Au milieu de tant de beautés, je suis tombée par hasard sur 9 semaines et demi. Connaissant de nom et de réputation (classé film culte), toute cinéphile que je suis, je ne l’avais pourtant jamais vu.

25 ans après sa sortie, comment vit-on cette découverte en 2011 ?

L’histoire pour les incultes dans mon genre

Elizabeth (Kim Basinger) est une femme active, employée dans une galerie d’art de New York, la Spring Street Gallery. Elle mène une vie somme toute banale, heureuse dans sa routine.
Elle fait la rencontre, lors de courses chez un épicier chinois, de John (Mickey Rourke). Cet homme mystérieux va l’envouter et l’entraîner dans une relation amoureuse complexe (interdite aux moins de 12 ans à l’époque). Cette idylle va pourtant tourner court au bout de neuf semaines et demi (d’où le titre !).

Décortiquons !

Tout d’abord comme tous les films présentés à ce jour sur Ludomaniaque, on aime beaucoup ou pas du tout. Mais cette fois-ci, une troisième possibilité s’invite : on a aimé en 1986 !
Et oui, car un certain fossé persiste entre hier et aujourd’hui. Pas le « hier » d’hier mais celui de « à l’époque ». En voyant ce film, on se rend compte à quel point la société a changé en 25 ans, surtout et heureusement dans la manière de s’habiller ! Mais on se rend compte également quelle qualité médiocre de l’image on nous imposait… Ce film a, à l’époque, été classé culte assez rapidement, notamment grâce à une scène de strip-tease sur le devenu célèbre Joe Cocker. Ce passage fut alors jugé comme l’une des plus belles scènes érotiques de l’histoire du cinéma.
Pourtant, je ne mettrai pas ma main au feu que je ne pourrais pas faire mieux, quoique !

L’analyse du film ne peut donc pas totalement se faire avec les yeux de l’an 2011. je ne peux pas non plus le faire avec mes yeux de 1986, puisque je n’aurais pas été autorisée à entrer dans la salle de cinéma ! Il faut donc essayer d’aborder ce film avec un minimum d’indulgence du à son grand âge, n’ayant pas eu la chance d’aussi bien vieillir que Kim mais plutôt comme Mickey.

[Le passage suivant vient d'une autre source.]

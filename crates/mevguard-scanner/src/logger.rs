use mevguard_core::{Error, Result};
use tracing_subscriber::{fmt, layer::SubscriberExt, util::SubscriberInitExt, EnvFilter};

/// Formato de saída dos logs
#[derive(Debug, Clone, Copy, PartialEq, Eq, Default)]
pub enum LogFormat {
    #[default]
    Text,
    Json,
}

impl std::str::FromStr for LogFormat {
    type Err = String;

    fn from_str(s: &str) -> std::result::Result<Self, Self::Err> {
        match s.to_ascii_lowercase().as_str() {
            "text" => Ok(LogFormat::Text),
            "json" => Ok(LogFormat::Json),
            other => Err(format!("Formato de log desconhecido: {}", other)),
        }
    }
}

/// Inicializa o subscriber global do `tracing`.
///
/// `RUST_LOG`, quando definido, tem precedência sobre `level`. Os logs vão
/// para stderr para não se misturar ao relatório.
pub fn init_tracing(level: &str, format: LogFormat) -> Result<()> {
    let filter = EnvFilter::try_from_default_env().unwrap_or_else(|_| EnvFilter::new(level));
    let registry = tracing_subscriber::registry().with(filter);

    let outcome = match format {
        LogFormat::Json => registry
            .with(fmt::layer().json().with_writer(std::io::stderr))
            .try_init(),
        LogFormat::Text => registry
            .with(fmt::layer().with_writer(std::io::stderr))
            .try_init(),
    };
    outcome.map_err(|e| Error::Other(format!("falha ao inicializar logs: {}", e)))
}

L’histoire se déroule au début sans grande imagination : une femme rencontre un homme. Le coup de foudre. Ils décident de se revoir… Et se retrouvent en couple. Je sais, c’est affreux, mais ça s’appelle la vie, il paraît !
Sauf que ce couple n’est pas tout à fait « normal » au sens de comportement moyen.
Elizabeth, est une femme qui s’ennuie dans sa petite vie dévouée au travail, mais elle ne le sait pas encore. En rencontrant John, elle se découvre, apprend à se connaître. John, quant à lui, joue sur le mystère et le secret. Il refuse de partager une vie sociale avec Elizabeth en rencontrant ses amis par exemple. Pas de quoi non plus crier au scandale. Bénabar non plus ne veut pas diner chez des amis, et on ne lui jette pas de pierres à lui !
A l’excès John laisse donc sa vie personnelle dans l’ombre. On ignore tout de lui jusqu’à ses sentiments. Et pourtant il en a tellement. Il initie sa bien aimée à des pratiques sensuelles et sexuelles en dehors des normes « Elizabethiennes » et tente par différentes façons d’éveiller chez elle son désir. Il est véritablement dévoué tout entier à sa partenaire : la fait manger, l’habille, lui interdit de faire la vaisselle (ouahhh la chance !), la coiffe, l’éduque… Une relation qui semble à sens unique. En effet, que lui apporte-t-elle en retour ? hummmm des contrariétés ? 😀

John prend le contrôle total de cette éducation, en expérimenté professeur ès plaisirs de la vie à temps complet, et un rapport de domination s’instaure. Je t’apprends, tu écoutes, regardes et exécutes. Cette situation est d’autant plus violente qu’Elizabeth n’assume pas totalement le rôle de dominée ni ce qu’elle ressent. Elle hésite à repousser ou à accepter ses nouvelles sensations. Finalement, ces rapports de force lui font peur, les limites entre le jeu et la réalité devenant floues.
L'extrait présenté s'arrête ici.